Animal overpopulation is a major concern in the United States, as evidenced by the four million cats and dogs euthanized every year in shelters across the country, according to the Humane Society of the Unites States, or HSUS, website. Fortunately, there is a solution to the problem, says veterinarian Jeff Peila of Valley Veterinary Hospital in Longmont.

“We have way too many unwanted cats and dogs in the United States,” Peila says. “Spaying and neutering decreases that number.”

Spaying is the term for abdominal surgery to remove the ovaries and uterus in female animals. Neutering is the removal of a male animal’s reproductive organ. The colloquial term for both of these operations is “fixing.” Fixing a pet is a proven way to reduce pet overpopulation, according the HSUS website. Furthermore, spaying and neutering can have important health benefits, says Peila.

“Dogs show the same incidence and kinds of breast cancer that women do,” Peila says. ”We know that spaying a female dog before their first heat eliminates that risk.”

The effectiveness of spaying in eliminating breast cancer risk is greatly reduced after the third heat cycle, so it is important to do the surgery early in life. In addition to preventing breast cancer, spaying a female dog eliminates the risk of uteran and ovarian cancers.

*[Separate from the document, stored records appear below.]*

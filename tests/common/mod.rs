//! Shared helpers for the HTTP integration tests

#![allow(dead_code)]

use axum_test::TestServer;
use std::sync::{Arc, Mutex};
use yamdb::entities::Taxon;
use yamdb::prelude::*;

/// Code sender that keeps every code it was asked to deliver
#[derive(Clone, Default)]
pub struct CapturingSender {
    sent: Arc<Mutex<Vec<(String, String, String)>>>,
}

impl CapturingSender {
    /// The most recent code sent to `username`
    pub fn last_code(&self, username: &str) -> Option<String> {
        self.sent
            .lock()
            .unwrap()
            .iter()
            .rev()
            .find(|(name, _, _)| name == username)
            .map(|(_, _, code)| code.clone())
    }

    pub fn count(&self) -> usize {
        self.sent.lock().unwrap().len()
    }
}

#[async_trait]
impl CodeSender for CapturingSender {
    async fn send(&self, username: &str, email: &str, code: &str) -> ApiResult<()> {
        self.sent
            .lock()
            .unwrap()
            .push((username.to_string(), email.to_string(), code.to_string()));
        Ok(())
    }
}

pub struct TestApp {
    pub server: TestServer,
    pub state: AppState,
    pub sender: CapturingSender,
}

impl TestApp {
    pub fn new() -> Self {
        Self::with_config(AppConfig::default())
    }

    pub fn with_config(config: AppConfig) -> Self {
        let sender = CapturingSender::default();
        let (app, state) = ServerBuilder::new()
            .with_config(config)
            .with_code_sender(sender.clone())
            .register_defaults()
            .build_with_state()
            .expect("Failed to build app");
        let server = TestServer::new(app).expect("Failed to create test server");

        Self {
            server,
            state,
            sender,
        }
    }

    /// Create a user directly in the store and issue a token for them
    pub async fn user(&self, username: &str, role: Role) -> (User, String) {
        let user = self
            .state
            .store
            .users
            .create(User::new(username, format!("{}@example.com", username)).with_role(role))
            .await
            .expect("Failed to create user");
        let token = self
            .state
            .tokens
            .issue(user.id)
            .await
            .expect("Failed to issue token");
        (user, token)
    }

    pub async fn admin(&self) -> String {
        self.user("admin", Role::Admin).await.1
    }

    pub async fn category(&self, name: &str, slug: &str) -> Category {
        self.state
            .store
            .categories
            .create(Category::new(name.into(), slug.into()))
            .await
            .expect("Failed to create category")
    }

    pub async fn genre(&self, name: &str, slug: &str) -> Genre {
        self.state
            .store
            .genres
            .create(Genre::new(name.into(), slug.into()))
            .await
            .expect("Failed to create genre")
    }

    pub async fn title(&self, name: &str) -> Title {
        self.state
            .store
            .titles
            .create(Title {
                id: 0,
                name: name.to_string(),
                year: 2000,
                description: None,
                category_id: None,
                genre_ids: vec![],
            })
            .await
            .expect("Failed to create title")
    }
}
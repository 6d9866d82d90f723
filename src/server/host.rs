//! Shared application state
//!
//! `AppState` is the single source of truth handed to every handler: the
//! repositories, the authentication collaborators and the loaded config.
//! Every field is reference counted, so cloning per request is cheap.

use crate::config::AppConfig;
use crate::core::auth::{CodeSender, ConfirmationCodes, InMemoryTokenIssuer, LogCodeSender, TokenIssuer};
use crate::core::store::Store;
use std::sync::Arc;

/// State shared by all handlers
#[derive(Clone)]
pub struct AppState {
    /// One repository per entity type
    pub store: Store,

    /// Issues and resolves bearer tokens
    pub tokens: Arc<dyn TokenIssuer>,

    /// Current confirmation code per user
    pub codes: Arc<ConfirmationCodes>,

    /// Out-of-band delivery of confirmation codes
    pub code_sender: Arc<dyn CodeSender>,

    /// Loaded configuration
    pub config: Arc<AppConfig>,
}

impl AppState {
    /// In-memory state with the logging code sender
    pub fn new(config: AppConfig) -> Self {
        Self {
            store: Store::in_memory(),
            tokens: Arc::new(InMemoryTokenIssuer::new()),
            codes: Arc::new(ConfirmationCodes::new()),
            code_sender: Arc::new(LogCodeSender),
            config: Arc::new(config),
        }
    }
}
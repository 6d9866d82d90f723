//! # yamdb
//!
//! REST API backend for a content-review platform: titles, categories,
//! genres, reviews, comments and users.
//!
//! ## Features
//!
//! - **Validation at the boundary**: `validator` derives on request DTOs plus
//!   storage-aware rules (one review per title, idempotent signup)
//! - **Read/write split**: titles are written with slugs and read with nested objects
//! - **Typed repositories**: one [`Repository`](core::Repository) per entity, in memory
//! - **Token authentication**: confirmation code exchanged for an opaque bearer token
//! - **Role policies**: public reads, author/moderator/admin writes
//!
//! ## Quick Start
//!
//! ```rust,ignore
//! use yamdb::prelude::*;
//!
//! let config = AppConfig::load(Some("config.yaml"))?;
//! ServerBuilder::new()
//!     .with_config(config)
//!     .register_defaults()
//!     .serve()
//!     .await?;
//! ```

pub mod config;
pub mod core;
pub mod entities;
pub mod server;
pub mod storage;

/// Re-exports of commonly used types and traits
pub mod prelude {
    // === Core ===
    pub use crate::core::{
        ApiError, ApiResult, AuthContext, AuthPolicy, Record, Repository, Role, Store,
        StorageError, TokenIssuer, ValidationError,
        auth::{CodeSender, ConfirmationCodes, InMemoryTokenIssuer, LogCodeSender},
        query::{PageParams, PaginatedResponse},
        validation::{Operation, ValidatedJson},
    };

    // === Entities ===
    pub use crate::entities::{Category, Comment, Genre, Review, Title, User};

    // === Storage ===
    pub use crate::storage::InMemoryRepository;

    // === Config ===
    pub use crate::config::AppConfig;

    // === Server ===
    pub use crate::server::{AppState, EntityDescriptor, EntityRegistry, ServerBuilder};

    // === External dependencies ===
    pub use anyhow::Result;
    pub use async_trait::async_trait;
}
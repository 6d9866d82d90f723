//! Server module for building the HTTP server
//!
//! This module provides a `ServerBuilder` that registers:
//! - the routes of every entity descriptor, under `/v1`
//! - health check routes
//! - request tracing and CORS layers

pub mod builder;
pub mod entity_registry;
pub mod exposure;
pub mod host;

pub use builder::ServerBuilder;
pub use entity_registry::{EntityDescriptor, EntityRegistry};
pub use exposure::RestExposure;
pub use host::AppState;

Both male and female dogs are more likely to roam when unfixed, which increases the risk of trauma from car accidents or fights with other animals.

Phyllis Holst, Longmont DVM and author of “Canine Reproduction: The Breeder’s Guide”, says spaying and neutering is important but pure breeds also need to be protected.

“There’s a real desire and need for pure bred animals and the only way to have them is to breed the best ones, to perpetuate what you have,” she says. “There are 400 breeds in the world and about 200 different pure breeds of dogs in the U.S. They need people looking after them, taking care of them and keeping the breeds alive.”

Peila also recognizes a person’s right to breed their pet if they so choose, but urges all pet owners to seriously consider this commitment.

“I don’t expect all dogs and cats to get spayed and neutered,” Peila says. “There are breeders. I do spend a lot of time talking to them about the work that’s involved in raising a litter: vet costs, time and the need to find them a home.”

Peila also encourages breeders to consider that pet overpopulation is already a problem, and there are shelter animals who need homes.

“That dog that’s going to a home, took away a home from a shelter animal,” he says.

Though spay and neuter surgeries are low-risk, they are not risk-free. Some concerns are post-surgery weight gain (which can be combated with a healthy diet and exercise) and urinary incontinence issues later in life, among others.

“There is a risk of hemorrhage, infection and aesthetic risks,” Peila says. “We’ve minimized those risks to a small, small percentage.”

Both male and female dogs will need a few days of reduced activity after surgery, and females will have to return to the vet to have their stitches removed.

Holst says that the risks shouldn’t be a deterrent for spaying and neutering.

“Dogs that aren’t pure bred and don’t have somebody totally committed to them for their life shouldn’t be reproducing.”

Published in Longmont Magazine on 11/12/11.